Western Culture now sees him return to the signature sound of his first two records, yet marks a huge sonic progression thanks to the involvement of his venerable live band on record for the first time, as well as being the first to have been made in a professional studio (Old Granada Studios in central Manchester). Please read on for Kiran’s statement on the record, discussing the themes within.

I like the phrase “WESTERN CULTURE” very much because it is a resounding clang from a hollow vessel, connoting so much (grandeur; authority; hostility) without possessing a concrete meaning in of itself. What does ‘western culture’ consist of? This question changes shape depending on who is speaking: e.g., ’culture’ is constantly evolving and autonomous, rapidly reacting to and altering the present in which it unfolds, but is simultaneously regarded as something static and possessed, corresponding roughly to ‘tradition’ or ‘heritage’, something people can call on when the world seems precarious and alien and antagonistic. And so very often when we talk about culture, we reveal our personal conceptions of world events and of what is to be done.

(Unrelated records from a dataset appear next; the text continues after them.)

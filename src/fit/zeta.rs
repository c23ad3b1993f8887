// src/fit/zeta.rs
//! Hurwitz zeta function by Euler-Maclaurin summation.

/// Euler-Maclaurin coefficients: (2k)! / B_2k.
const EM_COEFFS: [f64; 12] = [
    12.0,
    -720.0,
    30_240.0,
    -1_209_600.0,
    47_900_160.0,
    -1.892_437_580_318_379_2e9,
    7.472_424_96e10,
    -2.950_130_727_918_164_2e12,
    1.164_678_281_435_006_7e14,
    -4.597_978_722_407_472_6e15,
    1.815_210_540_194_354_7e17,
    -7.166_165_256_175_667e18,
];

/// `ζ(s, q) = Σ_{k>=0} (k + q)^-s` for `s > 1`, `q > 0`.
///
/// Returns `+inf` at `s == 1` and `NaN` outside the domain.
#[must_use]
pub fn hurwitz_zeta(s: f64, q: f64) -> f64 {
    zeta_sum(s, q, 1.0)
}

/// `q^s · ζ(s, q)`, i.e. the series with its first term scaled to 1.
///
/// Stays finite where `ζ(s, q)` itself underflows (large `s` or `q`), which
/// makes ratios like `ζ(s, x) / ζ(s, k)` safe to evaluate.
#[must_use]
pub fn hurwitz_zeta_scaled(s: f64, q: f64) -> f64 {
    zeta_sum(s, q, q)
}

/// Euler-Maclaurin summation of `Σ ((k + q) / unit)^-s`.
fn zeta_sum(s: f64, q: f64, unit: f64) -> f64 {
    if s == 1.0 {
        return f64::INFINITY;
    }
    if s < 1.0 || q <= 0.0 || s.is_nan() || q.is_nan() {
        return f64::NAN;
    }

    // Direct summation until the tail is far enough out for the expansion.
    let mut sum = (q / unit).powf(-s);
    let mut a = q;
    let mut term = 0.0;
    let mut i = 0;
    while i < 9 || a <= 9.0 {
        i += 1;
        a += 1.0;
        term = (a / unit).powf(-s);
        sum += term;
        if (term / sum).abs() < f64::EPSILON {
            return sum;
        }
    }

    let w = a;
    sum += term * w / (s - 1.0);
    sum -= 0.5 * term;
    let mut fact = 1.0;
    let mut k = 0.0;
    for coeff in EM_COEFFS {
        fact *= s + k;
        term /= w;
        let t = fact * term / coeff;
        sum += t;
        if (t / sum).abs() < f64::EPSILON {
            break;
        }
        k += 1.0;
        fact *= s + k;
        term /= w;
        k += 1.0;
    }
    sum
}

/// Riemann zeta, `ζ(s) = ζ(s, 1)`.
#[must_use]
pub fn riemann_zeta(s: f64) -> f64 {
    hurwitz_zeta(s, 1.0)
}

#[cfg(test)]
mod tests {
    use super::*;
    use std::f64::consts::PI;

    fn close(a: f64, b: f64, tol: f64) -> bool {
        (a - b).abs() <= tol * b.abs().max(1.0)
    }

    #[test]
    fn test_known_values() {
        assert!(close(riemann_zeta(2.0), PI * PI / 6.0, 1e-12));
        assert!(close(riemann_zeta(4.0), PI.powi(4) / 90.0, 1e-12));
        assert!(close(riemann_zeta(3.0), 1.202_056_903_159_594_2, 1e-12));
        assert!(close(hurwitz_zeta(2.0, 0.5), PI * PI / 2.0, 1e-12));
    }

    #[test]
    fn test_shift_identity() {
        // ζ(s, q) = q^-s + ζ(s, q + 1)
        for &(s, q) in &[(1.5, 1.0), (2.5, 3.0), (3.2, 17.0), (1.1, 2.0)] {
            let lhs = hurwitz_zeta(s, q);
            let rhs = q.powf(-s) + hurwitz_zeta(s, q + 1.0);
            assert!(close(lhs, rhs, 1e-10), "s={s} q={q}");
        }
    }

    #[test]
    fn test_scaled_matches_plain() {
        for &(s, q) in &[(2.5, 3.0), (1.7, 1.0), (4.0, 40.0)] {
            let scaled = hurwitz_zeta_scaled(s, q) * q.powf(-s);
            assert!(close(scaled, hurwitz_zeta(s, q), 1e-12), "s={s} q={q}");
        }
    }

    #[test]
    fn test_scaled_survives_underflow() {
        // q^-s underflows to zero here; the scaled series does not.
        let v = hurwitz_zeta_scaled(900.0, 2000.0);
        assert!(v.is_finite());
        assert!(v >= 1.0);
    }

    #[test]
    fn test_domain() {
        assert!(hurwitz_zeta(1.0, 1.0).is_infinite());
        assert!(hurwitz_zeta(0.5, 1.0).is_nan());
        assert!(hurwitz_zeta(2.0, 0.0).is_nan());
    }
}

““WESTERN CULTURE” — these heavy phrases without substance are of great importance because they are easily manipulatable agents with the potential to sustain great impact on the real world. Not every issue stems from language, and sometimes we allow our discourses to replace real things, which belittles violence and misunderstands the very real violence that phrases inflict. But I wanted to write about the relationship between the two, and show how a lot of very real brutality is distorted and justified by how we choose to depict it.

“In part, then, it is a response to brutality. We seem inundated by a brutality beyond our comprehension: the kind of nationalisms and capital, and the brutality of not knowing. The latter is particularly damaging because it is so difficult to oppose what you can’t understand/articulate. I wrote this record about all this not because I wanted the real world to be eclipsed (that is; I didn’t want to self-absorbedly change a problem of violence into one of self-expression) but because I don’t understand any of this, and the struggle to depict the world and lived experience in a more truthful way is waged discursively.

“Process of understanding; process of recognising perspectives beyond your own, and the historical, political forces of imbalance that engender them. I am interested in where songs might fit into all this; I think that it might be a valid means of approaching an articulation of violence, but I also suspect there is something totally absurd about the whole venture.”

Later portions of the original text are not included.